Task data
────────────────────
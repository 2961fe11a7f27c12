//! 🧵 Workers: the ones who actually do the work while the Supervisor takes the credit
//! in the sprint retro.
//!
//! 🧠 Knowledge graph:
//! ```text
//! SourceWorker ──(Chunk)──▶ async_channel (bounded) ──▶ SinkWorker × N
//!   next_page()                                          transform → compose → send
//! ```
//! - One `SourceWorker`; it owns the source and numbers the chunks.
//! - `sink_parallelism` `SinkWorker`s; each owns its sink, a transformer clone and a composer.
//! - The bounded channel is the backpressure: a slow cluster slows the file reader down.
//! - A sink worker that hits a fatal error closes the channel, so the reader stops too.
//!
//! ⚠️ Workers are the supervisor's private minions. Nothing outside `supervisors` touches them.

use anyhow::Result;
use tokio::task::JoinHandle;

mod sink_worker;
mod source_worker;

pub(super) use sink_worker::SinkWorker;
pub(super) use source_worker::SourceWorker;

/// 📦 One page of the offer file, numbered from 1 in file order.
#[derive(Debug, Clone, PartialEq)]
pub(super) struct Chunk {
    pub(super) number: usize,
    pub(super) page: String,
}

/// 🏗️ A background worker, that does work. duh.
pub(super) trait Worker {
    /// What the worker hands back when it is done.
    type Output: Send + 'static;

    /// 🚀 Spawn onto the runtime. The handle yields the output or the reason there is none.
    fn start(self) -> JoinHandle<Result<Self::Output>>;
}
────────────────────
Instructions to follow
Exactly as they stand above, write out the entries.

Reply
repository 2961fe11a7f27c12
//! 🧵 Workers: the ones who actually do the work while the Supervisor takes the credit
//! in the sprint retro.
//!
//! 🧠 Knowledge graph:
//! ```text
//! SourceWorker ──(Chunk)──▶ async_channel (bounded) ──▶ SinkWorker × N
//!   next_page()                                          transform → compose → send
//! ```
//! - One `SourceWorker`; it owns the source and numbers the chunks.
//! - `sink_parallelism` `SinkWorker`s; each owns its sink, a transformer clone and a composer.
//! - The bounded channel is the backpressure: a slow cluster slows the file reader down.
//! - A sink worker that hits a fatal error closes the channel, so the reader stops too.
//!
//! ⚠️ Workers are the supervisor's private minions. Nothing outside `supervisors` touches them.

use anyhow::Result;
use tokio::task::JoinHandle;

mod sink_worker;
mod source_worker;

pub(super) use sink_worker::SinkWorker;
pub(super) use source_worker::SourceWorker;

/// 📦 One page of the offer file, numbered from 1 in file order.
#[derive(Debug, Clone, PartialEq)]
pub(super) struct Chunk {
    pub(super) number: usize,
    pub(super) page: String,
}

/// 🏗️ A background worker, that does work. duh.
pub(super) trait Worker {
    /// What the worker hands back when it is done.
    type Output: Send + 'static;

    /// 🚀 Spawn onto the runtime. The handle yields the output or the reason there is none.
    fn start(self) -> JoinHandle<Result<Self::Output>>;
}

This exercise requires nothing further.